They actually made it to Opening Day.
It’s so hard to remember clearly everything – anything? – from the last four months, so you never know how much of your memory you’re inventing on the fly. But I’m pretty sure I went through a daily sine wave of confidence about today arriving. Some days I was sure it would happen eventually. Other days I was making hasty preparations for a cancelled season. Some days I was doing both in the same afternoon.
So I can’t fairly tell you that I “never thought this day would come” or I “always thought we’d get here.” I thought lots of things, every day, often simultaneously. This is a weird, and hard, and confusing time.
Similarly, I can’t tell you with my whole heart that I feel *only* happiness that Opening Day is here. Yes, I *largely* feel happiness, and yes I’ll *mostly* be focusing on straight-up baseball for this season. But how can there not be at least some part of me that remains concerned about a pandemic that is clearly not even close to under control in our country?

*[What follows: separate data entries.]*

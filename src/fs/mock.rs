use super::{DirEntry, FileSystem, FileType};
use anyhow::{anyhow, Result};
use std::collections::{HashMap, HashSet};
use std::path::{Path, PathBuf};
use std::sync::RwLock;

#[derive(Debug, Clone)]
pub struct MockEntry {
    pub content: Option<Vec<u8>>,
    pub file_type: FileType,
}

/// In-memory file system. Paths that were registered with
/// [`MockFileSystem::fail_reads`] return an error from every read.
pub struct MockFileSystem {
    files: RwLock<HashMap<PathBuf, MockEntry>>,
    failing: RwLock<HashSet<PathBuf>>,
    root: PathBuf,
}

impl MockFileSystem {
    pub fn new() -> Self {
        Self::with_root(PathBuf::from("/mock"))
    }

    pub fn with_root(root: PathBuf) -> Self {
        Self {
            files: RwLock::new(HashMap::new()),
            failing: RwLock::new(HashSet::new()),
            root,
        }
    }

    pub fn add_file(&self, path: impl AsRef<Path>, content: &str) {
        let path = self.normalize_path(path.as_ref());
        let mut files = self.files.write().unwrap();

        if let Some(parent) = path.parent() {
            self.ensure_parents(&mut files, parent);
        }

        files.insert(
            path,
            MockEntry {
                content: Some(content.as_bytes().to_vec()),
                file_type: FileType::File,
            },
        );
    }

    pub fn add_dir(&self, path: impl AsRef<Path>) {
        let path = self.normalize_path(path.as_ref());
        let mut files = self.files.write().unwrap();

        self.ensure_parents(&mut files, &path);
    }

    pub fn fail_reads(&self, path: impl AsRef<Path>) {
        let path = self.normalize_path(path.as_ref());
        self.failing.write().unwrap().insert(path);
    }

    fn normalize_path(&self, path: &Path) -> PathBuf {
        if path.is_absolute() {
            path.to_path_buf()
        } else {
            self.root.join(path)
        }
    }

    fn ensure_parents(&self, files: &mut HashMap<PathBuf, MockEntry>, path: &Path) {
        let mut current = PathBuf::new();
        for component in path.components() {
            current.push(component);
            files.entry(current.clone()).or_insert(MockEntry {
                content: None,
                file_type: FileType::Directory,
            });
        }
    }

    fn check_readable(&self, path: &Path) -> Result<()> {
        if self.failing.read().unwrap().contains(path) {
            return Err(anyhow!("Permission denied: {:?}", path));
        }
        Ok(())
    }
}

impl Default for MockFileSystem {
    fn default() -> Self {
        Self::new()
    }
}

impl FileSystem for MockFileSystem {
    fn is_dir(&self, path: &Path) -> bool {
        let path = self.normalize_path(path);
        self.files
            .read()
            .unwrap()
            .get(&path)
            .map(|e| e.file_type == FileType::Directory)
            .unwrap_or(false)
    }

    fn read(&self, path: &Path) -> Result<Vec<u8>> {
        let path = self.normalize_path(path);
        self.check_readable(&path)?;
        let files = self.files.read().unwrap();
        let entry = files
            .get(&path)
            .ok_or_else(|| anyhow!("File not found: {:?}", path))?;

        entry
            .content
            .clone()
            .ok_or_else(|| anyhow!("Not a file: {:?}", path))
    }

    fn read_dir(&self, path: &Path) -> Result<Vec<DirEntry>> {
        let path = self.normalize_path(path);
        self.check_readable(&path)?;
        let files = self.files.read().unwrap();

        match files.get(&path) {
            Some(entry) if entry.file_type == FileType::Directory => {}
            Some(_) => return Err(anyhow!("Not a directory: {:?}", path)),
            None => return Err(anyhow!("Directory not found: {:?}", path)),
        }

        let mut entries: Vec<DirEntry> = files
            .iter()
            .filter(|(file_path, _)| file_path.parent() == Some(path.as_path()))
            .map(|(file_path, entry)| DirEntry {
                path: file_path.clone(),
                name: file_path
                    .file_name()
                    .and_then(|n| n.to_str())
                    .unwrap_or("")
                    .to_string(),
                file_type: entry.file_type,
            })
            .collect();

        entries.sort_by(|a, b| a.name.cmp(&b.name));
        Ok(entries)
    }
}
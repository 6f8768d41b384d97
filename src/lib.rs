//! devscout - devfile and Dockerfile discovery for monorepo components
//!
//! Given a checked-out repository, devscout answers for every component
//! directory: is there a devfile, is there a Dockerfile, and if neither,
//! which devfile registry sample fits the code and which ports it exposes.
//!
//! ```no_run
//! use devscout::config::DevscoutConfig;
//! use devscout::scan::{ContentResolver, ScanRequest};
//!
//! # async fn run() -> anyhow::Result<()> {
//! let config = DevscoutConfig::default();
//! let resolver = ContentResolver::from_config(&config)?;
//! let request = ScanRequest::new("/work/checkout", &config.registry_url)
//!     .with_source("https://github.com/org/repo", "main");
//!
//! let result = resolver.scan(&request).await?;
//! for (context, url) in &result.devfile_urls {
//!     println!("{}: {}", context, url);
//! }
//! # Ok(())
//! # }
//! ```
//!
//! - [`scan`]: the resolution engine and its result types
//! - [`devfile`], [`detector`], [`catalog`]: the services the engine consumes
//! - [`git`]: hosted-repository links

pub mod catalog;
pub mod cli;
pub mod config;
pub mod detector;
pub mod devfile;
pub mod error;
pub mod fs;
pub mod git;
pub mod scan;
pub mod util;

pub use config::{ConfigError, DevscoutConfig};
pub use error::ScanError;
pub use scan::{ContentResolver, ScanRequest, ScanResult};
pub use util::{init_from_env, init_logging, LoggingConfig};

pub const VERSION: &str = env!("CARGO_PKG_VERSION");

pub const NAME: &str = env!("CARGO_PKG_NAME");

It leaves me concerned about what could still happen at some point in this season, and, even more so, concerned about whether baseball’s return will help more than hurt. I think it can overall be a good, safe, helpful thing for mental health, for jobs, and for messaging. But I can’t know that. No one can.
Opening Day 2020 is less an exultation of pure triumph, and more a checkpoint of cautious hope.
OK. Got to this point. Good. Now they start playing some games. Then what happens?
To MLB’s credit, their testing issues seem to have abated in the last 10 days, and so far, players and personnel have been testing positive for the virus at a rate far lower than the public. It’s an indication that perhaps it is possible for baseball to proceed in a manner that is safer than the rest of daily life right now. Of course, is anyone here going to say they are confident that can’t change on a dime at any moment? Of course it could. And that’s a huge part of why today feels more like a mere checkpoint than a triumph.
Still, it’s here. Through three and a half weeks of Summer Camp, baseball made it to this day. The Nationals and Yankees will play tonight at 6pm CT, the Dodgers and Giants will play tonight at 9pm CT. There will be regular season baseball to watch for the first time in 10 months. We can’t know what comes next, but I think it’s OK to feel some measure of happiness about the return of baseball. That is, after all, the whole point of sports – and much of the point of life, itself. I’m not going to ask anyone to apologize for experiencing a little joy, especially right now.
I’m also not super interested in artificially constricting my own feelings. There is some happiness today! Really, I do feel it. It’s just that it’s mixed in with all those other complicated feelings – fear and mourning and confusion and the like. I guess you can’t always stave off the cognitive dissonance, so the least you can do is name it. (Or write a blog post about it in a vain attempt to work through your feelings on other peoples’ dime.)
Opening Day is here, and that’s wild to me. It’s the most bizarre and most concerning Opening Day of our lifetimes, and if they happen to make it to the last day of the season, that too will be wild to me. I hope everyone can stay safe. Let’s just see where this goes, and feel all the things that we feel.